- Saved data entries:
use async_trait::async_trait;
use aws_sdk_dynamodb::Client;
use aws_sdk_dynamodb::types::{AttributeValue, Delete, TransactWriteItem};
use chrono::{DateTime, Utc};
use shared::{DetectionKind, DetectionRecord};
use std::collections::HashMap;
use std::str::FromStr;
use uuid::Uuid;

use super::{HISTORY_LIMIT, HistoryStore, HistoryStoreError};

/// Upper bound on items in a single DynamoDB transaction.
const TRANSACT_BATCH_SIZE: usize = 100;

mod attr {
    pub const ID: &str = "id";
    pub const USER_ID: &str = "userId";
    pub const KIND: &str = "type";
    pub const RESULT: &str = "result";
    pub const ORIGINAL_DATA: &str = "originalData";
    pub const DETAILED_RESULT: &str = "detailedResult";
    pub const TIMESTAMP: &str = "timestamp";
}

type Item = HashMap<String, AttributeValue>;

#[derive(Clone)]
pub struct DynamoHistoryStore {
    client: Client,
    table: String,
    user_index: String,
}

impl DynamoHistoryStore {
    pub fn new(client: Client, table: String, user_index: String) -> Self {
        Self {
            client,
            table,
            user_index,
        }
    }

    async fn user_record_ids(&self, user_id: &str) -> Result<Vec<String>, HistoryStoreError> {
        let mut ids = Vec::new();
        let mut start_key: Option<Item> = None;

        loop {
            let page = self
                .client
                .query()
                .table_name(&self.table)
                .index_name(&self.user_index)
                .key_condition_expression("userId = :uid")
                .expression_attribute_values(":uid", AttributeValue::S(user_id.to_string()))
                .projection_expression("id")
                .set_exclusive_start_key(start_key.take())
                .send()
                .await
                .map_err(|e| HistoryStoreError::DynamoDb(e.to_string()))?;

            ids.extend(
                page.items()
                    .iter()
                    .filter_map(|item| item.get(attr::ID).and_then(|v| v.as_s().ok()).cloned()),
            );

            match page.last_evaluated_key {
                Some(key) if !key.is_empty() => start_key = Some(key),
                _ => break,
            }
        }

        Ok(ids)
    }

    async fn delete_batch(&self, ids: &[String]) -> Result<(), HistoryStoreError> {
        let mut items = Vec::with_capacity(ids.len());
        for id in ids {
            let delete = Delete::builder()
                .table_name(&self.table)
                .key(attr::ID, AttributeValue::S(id.clone()))
                .build()
                .map_err(|e| HistoryStoreError::DynamoDb(e.to_string()))?;
            items.push(TransactWriteItem::builder().delete(delete).build());
        }

        self.client
            .transact_write_items()
            .set_transact_items(Some(items))
            .send()
            .await
            .map_err(|e| HistoryStoreError::DynamoDb(e.to_string()))?;
        Ok(())
    }
}

#[async_trait]
impl HistoryStore for DynamoHistoryStore {
    async fn list(&self, user_id: &str) -> Result<Vec<DetectionRecord>, HistoryStoreError> {
        let mut records = Vec::new();
        let mut start_key: Option<Item> = None;

        // A page can come back short when the index read hits the 1 MB cap or
        // items fail to parse, so keep paging until the listing is full.
        loop {
            let page = self
                .client
                .query()
                .table_name(&self.table)
                .index_name(&self.user_index)
                .key_condition_expression("userId = :uid")
                .expression_attribute_values(":uid", AttributeValue::S(user_id.to_string()))
                .scan_index_forward(false)
                .limit((HISTORY_LIMIT - records.len()) as i32)
                .set_exclusive_start_key(start_key.take())
                .send()
                .await
                .map_err(|e| {
                    log::error!("History query failed for user {}: {}", user_id, e);
                    HistoryStoreError::DynamoDb(e.to_string())
                })?;

            if collect_page(&mut records, page.items()) {
                break;
            }
            match page.last_evaluated_key {
                Some(key) if !key.is_empty() => start_key = Some(key),
                _ => break,
            }
        }

        log::info!("Loaded {} history records for user {}", records.len(), user_id);
        Ok(records)
    }

    async fn create(&self, record: &DetectionRecord) -> Result<String, HistoryStoreError> {
        let id = Uuid::new_v4().to_string();

        self.client
            .put_item()
            .table_name(&self.table)
            .set_item(Some(record_to_item(&id, record)))
            .condition_expression("attribute_not_exists(id)")
            .send()
            .await
            .map_err(|e| {
                log::error!("DynamoDB put_item failed for history record {}: {}", id, e);
                HistoryStoreError::DynamoDb(e.to_string())
            })?;

        log::info!("Saved {} detection {} for user {}", record.kind, id, record.user_id);
        Ok(id)
    }

    async fn delete(&self, id: &str) -> Result<(), HistoryStoreError> {
        let mut key = HashMap::new();
        key.insert(attr::ID.to_string(), AttributeValue::S(id.to_string()));

        self.client
            .delete_item()
            .table_name(&self.table)
            .set_key(Some(key))
            .send()
            .await
            .map_err(|e| HistoryStoreError::DynamoDb(e.to_string()))?;

        log::info!("Deleted history record {}", id);
        Ok(())
    }

    async fn overwrite(
        &self,
        id: &str,
        record: &DetectionRecord,
    ) -> Result<(), HistoryStoreError> {
        self.client
            .put_item()
            .table_name(&self.table)
            .set_item(Some(record_to_item(id, record)))
            .send()
            .await
            .map_err(|e| HistoryStoreError::DynamoDb(e.to_string()))?;

        log::info!("Restored history record {}", id);
        Ok(())
    }

    async fn delete_all_for_user(&self, user_id: &str) -> Result<usize, HistoryStoreError> {
        let ids = self.user_record_ids(user_id).await?;
        let total = ids.len();
        let mut deleted = 0;

        for batch in ids.chunks(TRANSACT_BATCH_SIZE) {
            if let Err(e) = self.delete_batch(batch).await {
                log::error!(
                    "Clearing history for user {} failed after {} of {} records: {}",
                    user_id,
                    deleted,
                    total,
                    e
                );
                return Err(HistoryStoreError::PartialBatch {
                    deleted,
                    total,
                    reason: e.to_string(),
                });
            }
            deleted += batch.len();
        }

        log::info!("Cleared {} history records for user {}", deleted, user_id);
        Ok(deleted)
    }
}

/// Appends the readable records of one query page, up to [`HISTORY_LIMIT`].
/// Returns true once the listing is full.
fn collect_page(records: &mut Vec<DetectionRecord>, items: &[Item]) -> bool {
    for item in items {
        if records.len() >= HISTORY_LIMIT {
            break;
        }
        match parse_record_from_item(item) {
            Ok(record) => records.push(record),
            Err(e) => log::warn!("Skipping unreadable history record: {}", e),
        }
    }
    records.len() >= HISTORY_LIMIT
}

fn record_to_item(id: &str, record: &DetectionRecord) -> Item {
    let mut item = HashMap::new();
    item.insert(attr::ID.to_string(), AttributeValue::S(id.to_string()));
    item.insert(
        attr::USER_ID.to_string(),
        AttributeValue::S(record.user_id.clone()),
    );
    item.insert(
        attr::KIND.to_string(),
        AttributeValue::S(record.kind.to_string()),
    );
    item.insert(
        attr::RESULT.to_string(),
        AttributeValue::S(record.result_summary.clone()),
    );
    item.insert(
        attr::ORIGINAL_DATA.to_string(),
        AttributeValue::S(record.raw_input.clone()),
    );
    if let Some(explanation) = &record.explanation {
        item.insert(
            attr::DETAILED_RESULT.to_string(),
            AttributeValue::S(explanation.clone()),
        );
    }
    item.insert(
        attr::TIMESTAMP.to_string(),
        AttributeValue::N(record.created_at.timestamp_millis().to_string()),
    );
    item
}

fn parse_record_from_item(item: &Item) -> Result<DetectionRecord, HistoryStoreError> {
    let id = item
        .get(attr::ID)
        .and_then(|v| v.as_s().ok())
        .ok_or_else(|| HistoryStoreError::InvalidData("Missing record id".to_string()))?
        .clone();

    let user_id = item
        .get(attr::USER_ID)
        .and_then(|v| v.as_s().ok())
        .ok_or_else(|| HistoryStoreError::InvalidData(format!("Missing userId on {}", id)))?
        .clone();

    let kind = item
        .get(attr::KIND)
        .and_then(|v| v.as_s().ok())
        .and_then(|s| DetectionKind::from_str(s).ok())
        .ok_or_else(|| HistoryStoreError::InvalidData(format!("Invalid type on {}", id)))?;

    let string_or_empty = |name: &str| {
        item.get(name)
            .and_then(|v| v.as_s().ok())
            .cloned()
            .unwrap_or_default()
    };

    let explanation = item
        .get(attr::DETAILED_RESULT)
        .and_then(|v| v.as_s().ok())
        .cloned();

    let created_at = match item.get(attr::TIMESTAMP) {
        None => DateTime::<Utc>::default(),
        Some(value) => parse_timestamp(value)
            .ok_or_else(|| HistoryStoreError::InvalidData(format!("Invalid timestamp on {}", id)))?,
    };

    Ok(DetectionRecord {
        id: Some(id),
        user_id,
        kind,
        result_summary: string_or_empty(attr::RESULT),
        raw_input: string_or_empty(attr::ORIGINAL_DATA),
        explanation,
        created_at,
    })
}

/// Epoch milliseconds, or RFC 3339 text from older writes.
fn parse_timestamp(value: &AttributeValue) -> Option<DateTime<Utc>> {
    match value {
        AttributeValue::N(n) => n
            .parse::<i64>()
            .ok()
            .and_then(DateTime::<Utc>::from_timestamp_millis),
        AttributeValue::S(s) => DateTime::parse_from_rfc3339(s)
            .ok()
            .map(|d| d.with_timezone(&Utc)),
        _ => None,
    }
}

#[cfg(test)]
mod tests {
    use super::*;
    use chrono::TimeZone;

    fn s(value: &str) -> AttributeValue {
        AttributeValue::S(value.to_string())
    }

    fn full_item() -> Item {
        let mut item = HashMap::new();
        item.insert("id".to_string(), s("rec-1"));
        item.insert("userId".to_string(), s("user-1"));
        item.insert("type".to_string(), s("Text"));
        item.insert("result".to_string(), s("88% AI-Generated"));
        item.insert("originalData".to_string(), s("Some submitted text"));
        item.insert("detailedResult".to_string(), s("Reasons:\n\n"));
        item.insert(
            "timestamp".to_string(),
            AttributeValue::N("1714564800000".to_string()),
        );
        item
    }

    #[test]
    fn parses_complete_item() {
        let record = parse_record_from_item(&full_item()).unwrap();
        assert_eq!(record.id.as_deref(), Some("rec-1"));
        assert_eq!(record.kind, DetectionKind::Text);
        assert_eq!(record.result_summary, "88% AI-Generated");
        assert_eq!(record.explanation.as_deref(), Some("Reasons:\n\n"));
        assert_eq!(
            record.created_at,
            Utc.with_ymd_and_hms(2024, 5, 1, 12, 0, 0).unwrap()
        );
    }

    #[test]
    fn item_written_by_record_to_item_parses_back() {
        let record = parse_record_from_item(&full_item()).unwrap();
        let item = record_to_item("rec-1", &record);
        assert_eq!(item.get("timestamp"), full_item().get("timestamp"));
        assert_eq!(parse_record_from_item(&item).unwrap(), record);
    }

    #[test]
    fn optional_fields_fall_back() {
        let mut item = full_item();
        item.remove("result");
        item.remove("originalData");
        item.remove("detailedResult");
        item.remove("timestamp");

        let record = parse_record_from_item(&item).unwrap();
        assert_eq!(record.result_summary, "");
        assert_eq!(record.raw_input, "");
        assert_eq!(record.explanation, None);
        assert_eq!(record.created_at.timestamp(), 0);

        let outcome = record.replay();
        assert_eq!(outcome.summary(), "50% Unknown");
    }

    #[test]
    fn legacy_string_timestamp_is_read_as_rfc3339() {
        let mut item = full_item();
        item.insert("timestamp".to_string(), s("2024-05-01T14:00:00+02:00"));
        let record = parse_record_from_item(&item).unwrap();
        assert_eq!(
            record.created_at,
            Utc.with_ymd_and_hms(2024, 5, 1, 12, 0, 0).unwrap()
        );
    }

    #[test]
    fn required_fields_are_enforced() {
        for missing in ["id", "userId", "type"] {
            let mut item = full_item();
            item.remove(missing);
            assert!(
                matches!(parse_record_from_item(&item), Err(HistoryStoreError::InvalidData(_))),
                "{} should be required",
                missing
            );
        }

        let mut item = full_item();
        item.insert("type".to_string(), s("Audio"));
        assert!(parse_record_from_item(&item).is_err());
    }

    #[test]
    fn unparseable_timestamp_is_rejected() {
        let mut item = full_item();
        item.insert("timestamp".to_string(), s("yesterday"));
        assert!(parse_record_from_item(&item).is_err());
    }

    fn item_with_id(id: usize) -> Item {
        let mut item = full_item();
        item.insert("id".to_string(), s(&format!("rec-{}", id)));
        item
    }

    #[test]
    fn short_pages_keep_collecting_until_full() {
        let mut records = Vec::new();

        // first page: 20 items, 5 unreadable
        let mut first: Vec<Item> = (0..20).map(item_with_id).collect();
        for item in first.iter_mut().take(5) {
            item.remove("type");
        }
        assert!(!collect_page(&mut records, &first));
        assert_eq!(records.len(), 15);

        let second: Vec<Item> = (20..80).map(item_with_id).collect();
        assert!(collect_page(&mut records, &second));
        assert_eq!(records.len(), HISTORY_LIMIT);
        assert_eq!(records[0].id.as_deref(), Some("rec-5"));
        assert_eq!(records[HISTORY_LIMIT - 1].id.as_deref(), Some("rec-54"));
    }

    #[test]
    fn empty_page_is_not_full() {
        let mut records = Vec::new();
        assert!(!collect_page(&mut records, &[]));
        assert!(records.is_empty());
    }
}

- What to work on:
Scan the entries above, and wherever a line holds the string "TransactWriteItem", copy it.

- Answer for this exercise:
use aws_sdk_dynamodb::types::{AttributeValue, Delete, TransactWriteItem};
            items.push(TransactWriteItem::builder().delete(delete).build());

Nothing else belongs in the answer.